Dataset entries
↓

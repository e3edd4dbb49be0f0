//! Persisted field layouts for the fitdesk entities.
//!
//! Each [`Record`] implementation fixes the positional order of its fields
//! and the identifier strategy of its store. Typed fields parse strictly:
//! one bad field fails the whole line, and the store skips it.
//!
//! Timestamps persist as RFC 3339 in UTC; money persists via
//! [`Decimal`]'s canonical string form (so `10.00` keeps its scale);
//! statuses and roles persist under their canonical upper-case names.

use chrono::{DateTime, SecondsFormat, Utc};
use rust_decimal::Decimal;
use std::str::FromStr;

use fitdesk_core::{
    Feedback, FeedbackId, Member, MemberId, MembershipPlan, PaymentId, PaymentRecord, PlanId,
    Staff, StaffId,
};

use crate::codec::CodecError;
use crate::{IdStrategy, Record};

impl Record for Member {
    const KIND: &'static str = "member";
    const ARITY: usize = 6;
    const ID_STRATEGY: IdStrategy = IdStrategy::Token;

    fn id(&self) -> Option<&str> {
        self.id.as_ref().map(MemberId::as_str)
    }

    fn assign_id(&mut self, id: String) {
        self.id = Some(MemberId::new(id));
    }

    fn to_fields(&self) -> Vec<String> {
        vec![
            encode_id(self.id.as_ref()),
            self.name.clone(),
            self.email.clone(),
            self.password_hash.clone(),
            self.phone.clone(),
            self.plan_id
                .as_ref()
                .map(ToString::to_string)
                .unwrap_or_default(),
        ]
    }

    fn from_fields(fields: Vec<String>) -> Result<Self, CodecError> {
        let [id, name, email, password_hash, phone, plan_id] = into_array(fields)?;
        Ok(Self {
            id: Some(parse("id", &id)?),
            name,
            email,
            password_hash,
            phone,
            plan_id: parse_optional("plan_id", &plan_id)?,
        })
    }
}

impl Record for Staff {
    const KIND: &'static str = "staff";
    const ARITY: usize = 5;
    const ID_STRATEGY: IdStrategy = IdStrategy::Sequential { prefix: "S" };

    fn id(&self) -> Option<&str> {
        self.id.as_ref().map(StaffId::as_str)
    }

    fn assign_id(&mut self, id: String) {
        self.id = Some(StaffId::new(id));
    }

    fn to_fields(&self) -> Vec<String> {
        vec![
            encode_id(self.id.as_ref()),
            self.name.clone(),
            self.email.clone(),
            self.password_hash.clone(),
            self.role.to_string(),
        ]
    }

    fn from_fields(fields: Vec<String>) -> Result<Self, CodecError> {
        let [id, name, email, password_hash, role] = into_array(fields)?;
        Ok(Self {
            id: Some(parse("id", &id)?),
            name,
            email,
            password_hash,
            role: parse("role", &role)?,
        })
    }
}

impl Record for MembershipPlan {
    const KIND: &'static str = "plan";
    const ARITY: usize = 5;
    const ID_STRATEGY: IdStrategy = IdStrategy::Sequential { prefix: "P" };

    fn id(&self) -> Option<&str> {
        self.id.as_ref().map(PlanId::as_str)
    }

    fn assign_id(&mut self, id: String) {
        self.id = Some(PlanId::new(id));
    }

    fn to_fields(&self) -> Vec<String> {
        vec![
            encode_id(self.id.as_ref()),
            self.name.clone(),
            self.description.clone(),
            self.duration_months.to_string(),
            self.price.to_string(),
        ]
    }

    fn from_fields(fields: Vec<String>) -> Result<Self, CodecError> {
        let [id, name, description, duration_months, price] = into_array(fields)?;
        Ok(Self {
            id: Some(parse("id", &id)?),
            name,
            description,
            duration_months: parse("duration_months", &duration_months)?,
            price: parse::<Decimal>("price", &price)?,
        })
    }
}

impl Record for Feedback {
    const KIND: &'static str = "feedback";
    const ARITY: usize = 7;
    const ID_STRATEGY: IdStrategy = IdStrategy::Sequential { prefix: "F" };

    fn id(&self) -> Option<&str> {
        self.id.as_ref().map(FeedbackId::as_str)
    }

    fn assign_id(&mut self, id: String) {
        self.id = Some(FeedbackId::new(id));
    }

    fn to_fields(&self) -> Vec<String> {
        vec![
            encode_id(self.id.as_ref()),
            self.member_id.to_string(),
            encode_timestamp(self.submitted_at),
            self.rating.to_string(),
            self.subject.clone(),
            self.comments.clone(),
            self.status.to_string(),
        ]
    }

    fn from_fields(fields: Vec<String>) -> Result<Self, CodecError> {
        let [id, member_id, submitted_at, rating, subject, comments, status] = into_array(fields)?;
        Ok(Self {
            id: Some(parse("id", &id)?),
            member_id: parse("member_id", &member_id)?,
            submitted_at: parse_timestamp("submitted_at", &submitted_at)?,
            rating: parse("rating", &rating)?,
            subject,
            comments,
            status: parse("status", &status)?,
        })
    }
}

impl Record for PaymentRecord {
    const KIND: &'static str = "payment";
    const ARITY: usize = 6;
    const ID_STRATEGY: IdStrategy = IdStrategy::Timestamped;

    fn id(&self) -> Option<&str> {
        self.id.as_ref().map(PaymentId::as_str)
    }

    fn assign_id(&mut self, id: String) {
        self.id = Some(PaymentId::new(id));
    }

    fn to_fields(&self) -> Vec<String> {
        vec![
            encode_id(self.id.as_ref()),
            self.member_id.to_string(),
            self.amount.to_string(),
            self.status.to_string(),
            encode_timestamp(self.created_at),
            self.paid_at.map(encode_timestamp).unwrap_or_default(),
        ]
    }

    fn from_fields(fields: Vec<String>) -> Result<Self, CodecError> {
        let [id, member_id, amount, status, created_at, paid_at] = into_array(fields)?;
        let paid_at = match paid_at.trim() {
            "" => None,
            value => Some(parse_timestamp("paid_at", value)?),
        };
        Ok(Self {
            id: Some(parse("id", &id)?),
            member_id: parse("member_id", &member_id)?,
            amount: parse::<Decimal>("amount", &amount)?,
            status: parse("status", &status)?,
            created_at: parse_timestamp("created_at", &created_at)?,
            paid_at,
        })
    }
}

// ============================================================================
// Field parsing helpers
// ============================================================================

fn into_array<const N: usize>(fields: Vec<String>) -> Result<[String; N], CodecError> {
    fields.try_into().map_err(|fields: Vec<String>| CodecError::FieldCount {
        expected: N,
        found: fields.len(),
    })
}

fn parse<T: FromStr>(field: &'static str, value: &str) -> Result<T, CodecError> {
    value.trim().parse().map_err(|_| CodecError::InvalidField {
        field,
        value: value.to_string(),
    })
}

fn parse_optional<T: FromStr>(field: &'static str, value: &str) -> Result<Option<T>, CodecError> {
    match value.trim() {
        "" => Ok(None),
        value => parse(field, value).map(Some),
    }
}

fn parse_timestamp(field: &'static str, value: &str) -> Result<DateTime<Utc>, CodecError> {
    DateTime::parse_from_rfc3339(value.trim())
        .map(|ts| ts.with_timezone(&Utc))
        .map_err(|_| CodecError::InvalidField {
            field,
            value: value.to_string(),
        })
}

fn encode_timestamp(ts: DateTime<Utc>) -> String {
    ts.to_rfc3339_opts(SecondsFormat::AutoSi, true)
}

fn encode_id<T: ToString>(id: Option<&T>) -> String {
    id.map(ToString::to_string).unwrap_or_default()
}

↑

TASK OBJECTIVE
Take the records and restate them word for word.

ANSWER BOX
repository e3edd4dbb49be0f0
//! Persisted field layouts for the fitdesk entities.
//!
//! Each [`Record`] implementation fixes the positional order of its fields
//! and the identifier strategy of its store. Typed fields parse strictly:
//! one bad field fails the whole line, and the store skips it.
//!
//! Timestamps persist as RFC 3339 in UTC; money persists via
//! [`Decimal`]'s canonical string form (so `10.00` keeps its scale);
//! statuses and roles persist under their canonical upper-case names.

use chrono::{DateTime, SecondsFormat, Utc};
use rust_decimal::Decimal;
use std::str::FromStr;

use fitdesk_core::{
    Feedback, FeedbackId, Member, MemberId, MembershipPlan, PaymentId, PaymentRecord, PlanId,
    Staff, StaffId,
};

use crate::codec::CodecError;
use crate::{IdStrategy, Record};

impl Record for Member {
    const KIND: &'static str = "member";
    const ARITY: usize = 6;
    const ID_STRATEGY: IdStrategy = IdStrategy::Token;

    fn id(&self) -> Option<&str> {
        self.id.as_ref().map(MemberId::as_str)
    }

    fn assign_id(&mut self, id: String) {
        self.id = Some(MemberId::new(id));
    }

    fn to_fields(&self) -> Vec<String> {
        vec![
            encode_id(self.id.as_ref()),
            self.name.clone(),
            self.email.clone(),
            self.password_hash.clone(),
            self.phone.clone(),
            self.plan_id
                .as_ref()
                .map(ToString::to_string)
                .unwrap_or_default(),
        ]
    }

    fn from_fields(fields: Vec<String>) -> Result<Self, CodecError> {
        let [id, name, email, password_hash, phone, plan_id] = into_array(fields)?;
        Ok(Self {
            id: Some(parse("id", &id)?),
            name,
            email,
            password_hash,
            phone,
            plan_id: parse_optional("plan_id", &plan_id)?,
        })
    }
}

impl Record for Staff {
    const KIND: &'static str = "staff";
    const ARITY: usize = 5;
    const ID_STRATEGY: IdStrategy = IdStrategy::Sequential { prefix: "S" };

    fn id(&self) -> Option<&str> {
        self.id.as_ref().map(StaffId::as_str)
    }

    fn assign_id(&mut self, id: String) {
        self.id = Some(StaffId::new(id));
    }

    fn to_fields(&self) -> Vec<String> {
        vec![
            encode_id(self.id.as_ref()),
            self.name.clone(),
            self.email.clone(),
            self.password_hash.clone(),
            self.role.to_string(),
        ]
    }

    fn from_fields(fields: Vec<String>) -> Result<Self, CodecError> {
        let [id, name, email, password_hash, role] = into_array(fields)?;
        Ok(Self {
            id: Some(parse("id", &id)?),
            name,
            email,
            password_hash,
            role: parse("role", &role)?,
        })
    }
}

impl Record for MembershipPlan {
    const KIND: &'static str = "plan";
    const ARITY: usize = 5;
    const ID_STRATEGY: IdStrategy = IdStrategy::Sequential { prefix: "P" };

    fn id(&self) -> Option<&str> {
        self.id.as_ref().map(PlanId::as_str)
    }

    fn assign_id(&mut self, id: String) {
        self.id = Some(PlanId::new(id));
    }

    fn to_fields(&self) -> Vec<String> {
        vec![
            encode_id(self.id.as_ref()),
            self.name.clone(),
            self.description.clone(),
            self.duration_months.to_string(),
            self.price.to_string(),
        ]
    }

    fn from_fields(fields: Vec<String>) -> Result<Self, CodecError> {
        let [id, name, description, duration_months, price] = into_array(fields)?;
        Ok(Self {
            id: Some(parse("id", &id)?),
            name,
            description,
            duration_months: parse("duration_months", &duration_months)?,
            price: parse::<Decimal>("price", &price)?,
        })
    }
}

impl Record for Feedback {
    const KIND: &'static str = "feedback";
    const ARITY: usize = 7;
    const ID_STRATEGY: IdStrategy = IdStrategy::Sequential { prefix: "F" };

    fn id(&self) -> Option<&str> {
        self.id.as_ref().map(FeedbackId::as_str)
    }

    fn assign_id(&mut self, id: String) {
        self.id = Some(FeedbackId::new(id));
    }

    fn to_fields(&self) -> Vec<String> {
        vec![
            encode_id(self.id.as_ref()),
            self.member_id.to_string(),
            encode_timestamp(self.submitted_at),
            self.rating.to_string(),
            self.subject.clone(),
            self.comments.clone(),
            self.status.to_string(),
        ]
    }

    fn from_fields(fields: Vec<String>) -> Result<Self, CodecError> {
        let [id, member_id, submitted_at, rating, subject, comments, status] = into_array(fields)?;
        Ok(Self {
            id: Some(parse("id", &id)?),
            member_id: parse("member_id", &member_id)?,
            submitted_at: parse_timestamp("submitted_at", &submitted_at)?,
            rating: parse("rating", &rating)?,
            subject,
            comments,
            status: parse("status", &status)?,
        })
    }
}

impl Record for PaymentRecord {
    const KIND: &'static str = "payment";
    const ARITY: usize = 6;
    const ID_STRATEGY: IdStrategy = IdStrategy::Timestamped;

    fn id(&self) -> Option<&str> {
        self.id.as_ref().map(PaymentId::as_str)
    }

    fn assign_id(&mut self, id: String) {
        self.id = Some(PaymentId::new(id));
    }

    fn to_fields(&self) -> Vec<String> {
        vec![
            encode_id(self.id.as_ref()),
            self.member_id.to_string(),
            self.amount.to_string(),
            self.status.to_string(),
            encode_timestamp(self.created_at),
            self.paid_at.map(encode_timestamp).unwrap_or_default(),
        ]
    }

    fn from_fields(fields: Vec<String>) -> Result<Self, CodecError> {
        let [id, member_id, amount, status, created_at, paid_at] = into_array(fields)?;
        let paid_at = match paid_at.trim() {
            "" => None,
            value => Some(parse_timestamp("paid_at", value)?),
        };
        Ok(Self {
            id: Some(parse("id", &id)?),
            member_id: parse("member_id", &member_id)?,
            amount: parse::<Decimal>("amount", &amount)?,
            status: parse("status", &status)?,
            created_at: parse_timestamp("created_at", &created_at)?,
            paid_at,
        })
    }
}

// ============================================================================
// Field parsing helpers
// ============================================================================

fn into_array<const N: usize>(fields: Vec<String>) -> Result<[String; N], CodecError> {
    fields.try_into().map_err(|fields: Vec<String>| CodecError::FieldCount {
        expected: N,
        found: fields.len(),
    })
}

fn parse<T: FromStr>(field: &'static str, value: &str) -> Result<T, CodecError> {
    value.trim().parse().map_err(|_| CodecError::InvalidField {
        field,
        value: value.to_string(),
    })
}

fn parse_optional<T: FromStr>(field: &'static str, value: &str) -> Result<Option<T>, CodecError> {
    match value.trim() {
        "" => Ok(None),
        value => parse(field, value).map(Some),
    }
}

fn parse_timestamp(field: &'static str, value: &str) -> Result<DateTime<Utc>, CodecError> {
    DateTime::parse_from_rfc3339(value.trim())
        .map(|ts| ts.with_timezone(&Utc))
        .map_err(|_| CodecError::InvalidField {
            field,
            value: value.to_string(),
        })
}

fn encode_timestamp(ts: DateTime<Utc>) -> String {
    ts.to_rfc3339_opts(SecondsFormat::AutoSi, true)
}

fn encode_id<T: ToString>(id: Option<&T>) -> String {
    id.map(ToString::to_string).unwrap_or_default()
}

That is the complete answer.